> **Problem requirements**:
Go line by line through the records below. Copy whichever lines contain the string "Returns".
==== Excerpted data
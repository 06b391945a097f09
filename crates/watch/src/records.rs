//! Resource records and their status axes.
//!
//! A record is one row of a fetched resource collection. Every record kind
//! implements [`Record`], which tells the diff engine how to key it and which
//! single field decides whether it changed between two polls.

use std::hash::Hash;

use serde::{Deserialize, Serialize};

use crate::{
    ApplicationName, BuildId, EnvironmentName, ProjectName, ResourceKind, Timestamp, VersionLabel,
};

// ---------------------------------------------------------------------------
// Record trait
// ---------------------------------------------------------------------------

/// A keyed resource record that can be snapshotted and diffed.
pub trait Record: Clone + Send + Sync + 'static {
    /// Identity type; unique within one snapshot.
    type Key: Clone + Eq + Hash + Send + Sync + std::fmt::Display;

    /// The resource kind this record belongs to.
    const KIND: ResourceKind;

    /// Returns the identity of this record.
    fn key(&self) -> &Self::Key;

    /// Returns the status-relevant field compared by the diff engine.
    ///
    /// Comparison is raw string equality: case-sensitive, no normalization.
    fn status_field(&self) -> &str;
}

// ---------------------------------------------------------------------------
// Build status
// ---------------------------------------------------------------------------

/// Reported status of a build invocation.
///
/// Values the provider may add in future land in [`BuildStatus::Other`] with
/// their raw text preserved, so a change from one unknown value to another is
/// still detected.
#[derive(Debug, Clone, PartialEq, Eq, Hash, Serialize, Deserialize)]
#[serde(from = "String", into = "String")]
pub enum BuildStatus {
    InProgress,
    Succeeded,
    Failed,
    Fault,
    TimedOut,
    /// Any value not listed above, verbatim.
    Other(String),
}

impl BuildStatus {
    /// Returns the raw wire value.
    pub fn as_str(&self) -> &str {
        match self {
            Self::InProgress => "IN_PROGRESS",
            Self::Succeeded => "SUCCEEDED",
            Self::Failed => "FAILED",
            Self::Fault => "FAULT",
            Self::TimedOut => "TIMED_OUT",
            Self::Other(raw) => raw,
        }
    }

    /// Returns `true` if the build will not change status again.
    ///
    /// `IN_PROGRESS` and unrecognized values are non-terminal.
    pub fn is_terminal(&self) -> bool {
        matches!(self, Self::Succeeded | Self::Failed | Self::Fault | Self::TimedOut)
    }
}

impl From<&str> for BuildStatus {
    fn from(raw: &str) -> Self {
        match raw {
            "IN_PROGRESS" => Self::InProgress,
            "SUCCEEDED" => Self::Succeeded,
            "FAILED" => Self::Failed,
            "FAULT" => Self::Fault,
            "TIMED_OUT" => Self::TimedOut,
            other => Self::Other(other.to_owned()),
        }
    }
}

impl From<String> for BuildStatus {
    fn from(raw: String) -> Self {
        match Self::from(raw.as_str()) {
            Self::Other(_) => Self::Other(raw),
            known => known,
        }
    }
}

impl From<BuildStatus> for String {
    fn from(status: BuildStatus) -> Self {
        match status {
            BuildStatus::Other(raw) => raw,
            known => known.as_str().to_owned(),
        }
    }
}

impl std::fmt::Display for BuildStatus {
    fn fmt(&self, f: &mut std::fmt::Formatter<'_>) -> std::fmt::Result {
        f.write_str(self.as_str())
    }
}

// ---------------------------------------------------------------------------
// Environment health and status
// ---------------------------------------------------------------------------

/// Coarse health color reported for an environment.
#[derive(Debug, Clone, PartialEq, Eq, Hash, Serialize, Deserialize)]
#[serde(from = "String", into = "String")]
pub enum EnvironmentHealth {
    Green,
    Yellow,
    Red,
    Grey,
    /// Any value not listed above, verbatim.
    Other(String),
}

impl EnvironmentHealth {
    /// Returns the raw wire value.
    pub fn as_str(&self) -> &str {
        match self {
            Self::Green => "Green",
            Self::Yellow => "Yellow",
            Self::Red => "Red",
            Self::Grey => "Grey",
            Self::Other(raw) => raw,
        }
    }
}

impl From<&str> for EnvironmentHealth {
    fn from(raw: &str) -> Self {
        match raw {
            "Green" => Self::Green,
            "Yellow" => Self::Yellow,
            "Red" => Self::Red,
            "Grey" => Self::Grey,
            other => Self::Other(other.to_owned()),
        }
    }
}

impl From<String> for EnvironmentHealth {
    fn from(raw: String) -> Self {
        Self::from(raw.as_str())
    }
}

impl From<EnvironmentHealth> for String {
    fn from(health: EnvironmentHealth) -> Self {
        health.as_str().to_owned()
    }
}

impl std::fmt::Display for EnvironmentHealth {
    fn fmt(&self, f: &mut std::fmt::Formatter<'_>) -> std::fmt::Result {
        f.write_str(self.as_str())
    }
}

/// Free-form lifecycle status of an environment (e.g. `"Ready"`, `"Updating"`).
#[derive(Debug, Clone, PartialEq, Eq, Hash, Serialize, Deserialize)]
pub struct EnvironmentStatus(String);

impl EnvironmentStatus {
    /// Wraps a raw status string. Empty strings are allowed; the provider may
    /// omit the field.
    pub fn new(raw: impl Into<String>) -> Self {
        Self(raw.into())
    }

    /// Returns the raw wire value.
    pub fn as_str(&self) -> &str {
        &self.0
    }

    /// Returns `true` while the environment is being changed by a deployment.
    pub fn is_transitional(&self) -> bool {
        matches!(self.0.as_str(), "Updating" | "Launching")
    }
}

impl std::fmt::Display for EnvironmentStatus {
    fn fmt(&self, f: &mut std::fmt::Formatter<'_>) -> std::fmt::Result {
        f.write_str(&self.0)
    }
}

// ---------------------------------------------------------------------------
// Records
// ---------------------------------------------------------------------------

/// One build invocation as last reported by the provider.
#[derive(Debug, Clone, PartialEq, Serialize, Deserialize)]
pub struct BuildRecord {
    pub id: BuildId,
    pub project_name: ProjectName,
    pub status: BuildStatus,
    /// `None` when the provider omitted the start time.
    pub start_time: Option<Timestamp>,
}

impl Record for BuildRecord {
    type Key = BuildId;
    const KIND: ResourceKind = ResourceKind::Build;

    fn key(&self) -> &BuildId {
        &self.id
    }

    fn status_field(&self) -> &str {
        self.status.as_str()
    }
}

/// One deployment environment as last reported by the provider.
#[derive(Debug, Clone, PartialEq, Serialize, Deserialize)]
pub struct EnvironmentRecord {
    pub name: EnvironmentName,
    pub application_name: ApplicationName,
    pub health: EnvironmentHealth,
    pub status: EnvironmentStatus,
    pub version_label: Option<VersionLabel>,
    pub updated_at: Option<Timestamp>,
}

impl Record for EnvironmentRecord {
    type Key = EnvironmentName;
    const KIND: ResourceKind = ResourceKind::Environment;

    fn key(&self) -> &EnvironmentName {
        &self.name
    }

    // Environments are compared on lifecycle status, not on health.
    fn status_field(&self) -> &str {
        self.status.as_str()
    }
}

/// An application as listed by the environment provider.
///
/// Not watched; only rendered by the `list apps` command.
#[derive(Debug, Clone, PartialEq, Serialize, Deserialize)]
pub struct ApplicationRecord {
    pub name: ApplicationName,
    pub created_at: Option<Timestamp>,
    pub updated_at: Option<Timestamp>,
}
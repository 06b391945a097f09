//! Error and retry-policy types for the Beacon domain.
//!
//! Each port has its own error type so that callers can tell a failed fetch
//! from a failed delivery without inspecting messages. None of these errors is
//! fatal to the process: the poll loop logs them and carries on.

use std::time::Duration;

use serde::{Deserialize, Serialize};
use thiserror::Error;

use crate::ResourceKind;

// ---------------------------------------------------------------------------
// Retry semantics
// ---------------------------------------------------------------------------

/// Whether an error condition is safe to retry and, if so, after what delay.
#[derive(Debug, Clone, PartialEq, Serialize, Deserialize)]
pub enum RetryPolicy {
    /// The operation may be retried.
    Retryable {
        /// Minimum back-off before the next attempt. `None` means the caller's
        /// own schedule applies (for fetches: the next tick).
        after: Option<Duration>,
    },
    /// The operation must not be retried automatically.
    NonRetryable,
}

// ---------------------------------------------------------------------------
// Fetch errors
// ---------------------------------------------------------------------------

/// Failure to list the current records of one resource kind.
///
/// Every variant is retried on the next tick; the variants exist for
/// diagnostics only.
#[derive(Debug, Error)]
pub enum FetchError {
    /// The request never produced a provider response (DNS, TLS, connection reset).
    #[error("{kind} fetch failed in transport: {message}")]
    Transport { kind: ResourceKind, message: String },

    /// The provider answered with an error (auth, throttling, validation).
    #[error("{kind} fetch rejected by provider: {message}")]
    Provider { kind: ResourceKind, message: String },

    /// The fetch did not finish within the configured timeout.
    #[error("{kind} fetch timed out after {after:?}")]
    Timeout { kind: ResourceKind, after: Duration },
}

impl FetchError {
    pub fn kind(&self) -> ResourceKind {
        match self {
            Self::Transport { kind, .. } | Self::Provider { kind, .. } | Self::Timeout { kind, .. } => {
                *kind
            }
        }
    }
}

// ---------------------------------------------------------------------------
// Delivery errors
// ---------------------------------------------------------------------------

/// Failure to post a message to the chat provider.
#[derive(Debug, Error)]
pub enum DeliveryError {
    /// The message never reached the provider.
    #[error("message delivery failed in transport: {message}")]
    Transport { message: String },

    /// The provider refused the message (e.g. `channel_not_found`).
    #[error("message rejected by chat provider: {reason}")]
    Rejected { reason: String },

    /// The provider asked the client to slow down.
    #[error("chat provider rate limited the request")]
    RateLimited { retry_after: Option<Duration> },
}

impl DeliveryError {
    pub fn retry_policy(&self) -> RetryPolicy {
        match self {
            Self::Transport { .. } => RetryPolicy::Retryable { after: None },
            Self::RateLimited { retry_after } => RetryPolicy::Retryable { after: *retry_after },
            Self::Rejected { .. } => RetryPolicy::NonRetryable,
        }
    }
}

// ---------------------------------------------------------------------------
// Control errors
// ---------------------------------------------------------------------------

/// Failure of a mutating or listing call made on behalf of a chat user.
///
/// Surfaced to the requesting user; never retried.
#[derive(Debug, Error)]
pub enum ControlError {
    #[error("{operation} failed: {message}")]
    Provider {
        operation: &'static str,
        message: String,
    },

    /// The provider accepted the call but returned nothing usable.
    #[error("{operation} returned an incomplete response: {detail}")]
    IncompleteResponse {
        operation: &'static str,
        detail: String,
    },
}

// ---------------------------------------------------------------------------
// Lookup errors
// ---------------------------------------------------------------------------

/// Failure to resolve a chat user to an email address.
#[derive(Debug, Error)]
pub enum LookupError {
    #[error("user lookup failed: {message}")]
    Failed { message: String },

    #[error("user {user} has no email address on file")]
    NoEmail { user: String },
}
========
> **Exercise answer**:
    /// Returns the identity of this record.
    /// Returns the status-relevant field compared by the diff engine.
    /// Returns the raw wire value.
    /// Returns `true` if the build will not change status again.
    /// Returns the raw wire value.
    /// Returns the raw wire value.
    /// Returns `true` while the environment is being changed by a deployment.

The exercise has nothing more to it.